Out of the lines below, please list those that hold the string "types".

Material for this task START

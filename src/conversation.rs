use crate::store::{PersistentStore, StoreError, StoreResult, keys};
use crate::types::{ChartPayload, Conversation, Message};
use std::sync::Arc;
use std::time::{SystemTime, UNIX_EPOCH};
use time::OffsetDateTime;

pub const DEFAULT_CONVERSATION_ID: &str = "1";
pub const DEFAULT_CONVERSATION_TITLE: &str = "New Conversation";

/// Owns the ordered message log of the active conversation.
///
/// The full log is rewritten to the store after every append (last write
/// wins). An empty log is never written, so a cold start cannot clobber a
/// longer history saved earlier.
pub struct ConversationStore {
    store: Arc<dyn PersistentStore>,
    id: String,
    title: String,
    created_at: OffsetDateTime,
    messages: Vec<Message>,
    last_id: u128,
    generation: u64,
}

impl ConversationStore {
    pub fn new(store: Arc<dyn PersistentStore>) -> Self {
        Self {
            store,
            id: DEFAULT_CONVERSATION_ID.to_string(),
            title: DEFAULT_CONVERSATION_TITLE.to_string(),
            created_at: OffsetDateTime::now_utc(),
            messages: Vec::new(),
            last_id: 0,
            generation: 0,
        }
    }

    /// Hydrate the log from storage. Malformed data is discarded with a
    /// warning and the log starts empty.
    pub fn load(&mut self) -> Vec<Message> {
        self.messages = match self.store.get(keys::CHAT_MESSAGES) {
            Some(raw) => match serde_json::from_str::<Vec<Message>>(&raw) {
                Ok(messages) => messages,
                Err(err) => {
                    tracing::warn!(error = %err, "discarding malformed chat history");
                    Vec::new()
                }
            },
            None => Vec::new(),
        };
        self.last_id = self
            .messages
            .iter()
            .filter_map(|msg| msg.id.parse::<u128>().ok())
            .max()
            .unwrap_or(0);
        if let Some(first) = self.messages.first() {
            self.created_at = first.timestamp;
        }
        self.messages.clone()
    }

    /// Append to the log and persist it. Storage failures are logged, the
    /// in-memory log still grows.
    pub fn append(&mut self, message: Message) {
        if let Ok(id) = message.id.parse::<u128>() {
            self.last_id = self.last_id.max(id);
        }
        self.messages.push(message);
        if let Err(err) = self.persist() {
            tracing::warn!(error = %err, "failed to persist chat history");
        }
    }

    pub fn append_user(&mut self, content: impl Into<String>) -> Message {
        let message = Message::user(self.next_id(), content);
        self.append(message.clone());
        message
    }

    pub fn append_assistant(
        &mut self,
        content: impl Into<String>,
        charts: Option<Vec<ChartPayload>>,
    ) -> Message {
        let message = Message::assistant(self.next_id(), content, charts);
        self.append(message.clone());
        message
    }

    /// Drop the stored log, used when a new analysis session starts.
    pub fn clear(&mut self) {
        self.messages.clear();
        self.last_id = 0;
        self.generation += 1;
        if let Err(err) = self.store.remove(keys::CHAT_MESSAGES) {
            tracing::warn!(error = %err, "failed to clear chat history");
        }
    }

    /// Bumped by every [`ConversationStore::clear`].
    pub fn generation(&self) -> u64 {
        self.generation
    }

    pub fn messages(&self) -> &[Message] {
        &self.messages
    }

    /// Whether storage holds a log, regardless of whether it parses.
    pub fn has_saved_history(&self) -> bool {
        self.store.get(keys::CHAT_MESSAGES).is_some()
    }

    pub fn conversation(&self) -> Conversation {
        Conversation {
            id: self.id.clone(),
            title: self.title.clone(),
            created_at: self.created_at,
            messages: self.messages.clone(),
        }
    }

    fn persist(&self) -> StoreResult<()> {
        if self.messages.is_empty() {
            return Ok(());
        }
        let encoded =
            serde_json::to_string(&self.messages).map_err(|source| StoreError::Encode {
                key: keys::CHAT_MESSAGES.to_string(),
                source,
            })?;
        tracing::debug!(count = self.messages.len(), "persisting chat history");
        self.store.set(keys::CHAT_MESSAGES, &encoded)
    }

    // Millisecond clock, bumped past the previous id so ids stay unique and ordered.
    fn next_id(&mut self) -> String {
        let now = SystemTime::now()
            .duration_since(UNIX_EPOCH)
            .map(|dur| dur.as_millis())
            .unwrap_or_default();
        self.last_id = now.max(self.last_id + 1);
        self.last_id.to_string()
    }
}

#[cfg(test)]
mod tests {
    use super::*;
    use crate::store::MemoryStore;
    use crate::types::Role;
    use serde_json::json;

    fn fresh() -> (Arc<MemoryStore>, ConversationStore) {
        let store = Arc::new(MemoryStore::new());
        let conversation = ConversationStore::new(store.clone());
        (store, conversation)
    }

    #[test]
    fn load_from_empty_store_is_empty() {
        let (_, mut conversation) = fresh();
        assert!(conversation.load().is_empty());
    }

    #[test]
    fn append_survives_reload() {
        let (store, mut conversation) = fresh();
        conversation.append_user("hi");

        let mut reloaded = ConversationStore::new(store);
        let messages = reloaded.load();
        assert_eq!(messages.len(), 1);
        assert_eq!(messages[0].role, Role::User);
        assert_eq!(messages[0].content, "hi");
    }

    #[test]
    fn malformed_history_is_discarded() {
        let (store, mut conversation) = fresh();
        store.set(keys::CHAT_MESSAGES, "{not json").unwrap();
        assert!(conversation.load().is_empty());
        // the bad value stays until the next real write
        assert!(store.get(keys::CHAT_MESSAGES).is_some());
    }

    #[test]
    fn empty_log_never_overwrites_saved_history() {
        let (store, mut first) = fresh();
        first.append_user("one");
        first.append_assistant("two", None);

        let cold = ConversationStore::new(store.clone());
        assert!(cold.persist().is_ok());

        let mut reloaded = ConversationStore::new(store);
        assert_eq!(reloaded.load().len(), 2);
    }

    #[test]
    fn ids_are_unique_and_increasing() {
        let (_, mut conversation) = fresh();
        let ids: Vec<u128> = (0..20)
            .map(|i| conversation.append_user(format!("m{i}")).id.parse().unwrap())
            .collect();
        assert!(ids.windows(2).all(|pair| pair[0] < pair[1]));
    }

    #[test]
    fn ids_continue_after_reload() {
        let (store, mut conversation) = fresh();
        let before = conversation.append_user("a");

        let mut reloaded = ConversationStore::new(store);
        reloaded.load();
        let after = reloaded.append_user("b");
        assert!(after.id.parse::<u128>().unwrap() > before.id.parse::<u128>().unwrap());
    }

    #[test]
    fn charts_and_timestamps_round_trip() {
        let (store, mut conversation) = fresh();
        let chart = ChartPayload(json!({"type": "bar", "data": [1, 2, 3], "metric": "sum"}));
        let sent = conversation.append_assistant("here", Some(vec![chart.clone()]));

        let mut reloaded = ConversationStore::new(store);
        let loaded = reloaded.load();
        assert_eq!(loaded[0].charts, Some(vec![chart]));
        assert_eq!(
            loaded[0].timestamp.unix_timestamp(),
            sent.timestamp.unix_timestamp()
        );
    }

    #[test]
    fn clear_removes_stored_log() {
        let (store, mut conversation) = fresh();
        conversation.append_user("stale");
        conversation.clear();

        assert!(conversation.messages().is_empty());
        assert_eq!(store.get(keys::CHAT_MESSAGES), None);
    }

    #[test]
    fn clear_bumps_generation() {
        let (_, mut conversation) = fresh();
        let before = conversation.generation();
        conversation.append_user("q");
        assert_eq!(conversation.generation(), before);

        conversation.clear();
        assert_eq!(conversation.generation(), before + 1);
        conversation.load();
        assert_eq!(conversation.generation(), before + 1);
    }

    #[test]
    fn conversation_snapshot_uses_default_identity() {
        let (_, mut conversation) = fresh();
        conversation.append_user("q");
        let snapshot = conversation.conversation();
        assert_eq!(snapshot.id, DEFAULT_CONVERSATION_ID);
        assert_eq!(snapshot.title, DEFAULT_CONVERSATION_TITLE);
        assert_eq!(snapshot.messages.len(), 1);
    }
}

Material for this task END
Material for this task START

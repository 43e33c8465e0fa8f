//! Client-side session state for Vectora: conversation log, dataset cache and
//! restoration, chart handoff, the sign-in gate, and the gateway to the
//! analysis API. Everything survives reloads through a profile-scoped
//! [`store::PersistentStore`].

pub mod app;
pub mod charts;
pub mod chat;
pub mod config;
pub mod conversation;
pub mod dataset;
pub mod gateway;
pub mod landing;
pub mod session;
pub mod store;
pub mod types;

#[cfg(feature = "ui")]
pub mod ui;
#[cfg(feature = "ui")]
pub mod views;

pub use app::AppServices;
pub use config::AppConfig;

Material for this task END
Material for this task START

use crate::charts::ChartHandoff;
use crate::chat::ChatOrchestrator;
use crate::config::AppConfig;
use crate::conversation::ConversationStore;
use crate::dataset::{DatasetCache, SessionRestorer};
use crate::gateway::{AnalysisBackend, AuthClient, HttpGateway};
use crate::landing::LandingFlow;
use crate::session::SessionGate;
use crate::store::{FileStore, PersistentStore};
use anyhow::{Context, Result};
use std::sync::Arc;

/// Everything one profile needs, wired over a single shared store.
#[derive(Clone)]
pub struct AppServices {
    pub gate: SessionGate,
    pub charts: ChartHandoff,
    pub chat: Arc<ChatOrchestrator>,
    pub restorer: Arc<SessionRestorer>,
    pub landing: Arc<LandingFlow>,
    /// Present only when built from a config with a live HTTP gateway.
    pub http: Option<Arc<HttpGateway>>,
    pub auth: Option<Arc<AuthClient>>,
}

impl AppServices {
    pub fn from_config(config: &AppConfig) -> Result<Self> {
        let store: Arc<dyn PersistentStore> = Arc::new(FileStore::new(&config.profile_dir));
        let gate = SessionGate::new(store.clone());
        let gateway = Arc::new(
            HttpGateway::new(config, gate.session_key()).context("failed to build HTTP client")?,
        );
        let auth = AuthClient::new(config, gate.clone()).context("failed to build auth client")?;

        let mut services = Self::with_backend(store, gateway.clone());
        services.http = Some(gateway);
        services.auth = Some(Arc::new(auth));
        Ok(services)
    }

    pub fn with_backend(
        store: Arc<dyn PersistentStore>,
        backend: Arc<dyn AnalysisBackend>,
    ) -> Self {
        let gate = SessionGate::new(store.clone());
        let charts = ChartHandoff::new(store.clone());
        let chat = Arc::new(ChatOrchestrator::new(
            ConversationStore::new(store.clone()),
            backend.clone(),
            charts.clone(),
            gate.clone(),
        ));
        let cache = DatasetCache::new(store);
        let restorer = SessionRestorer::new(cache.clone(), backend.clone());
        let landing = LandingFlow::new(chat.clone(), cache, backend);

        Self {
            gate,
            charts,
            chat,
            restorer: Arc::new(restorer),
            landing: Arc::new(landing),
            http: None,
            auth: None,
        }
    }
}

Material for this task END

## Response below:
use crate::types::{ChartPayload, Conversation, Message};
    use crate::types::Role;
pub mod types;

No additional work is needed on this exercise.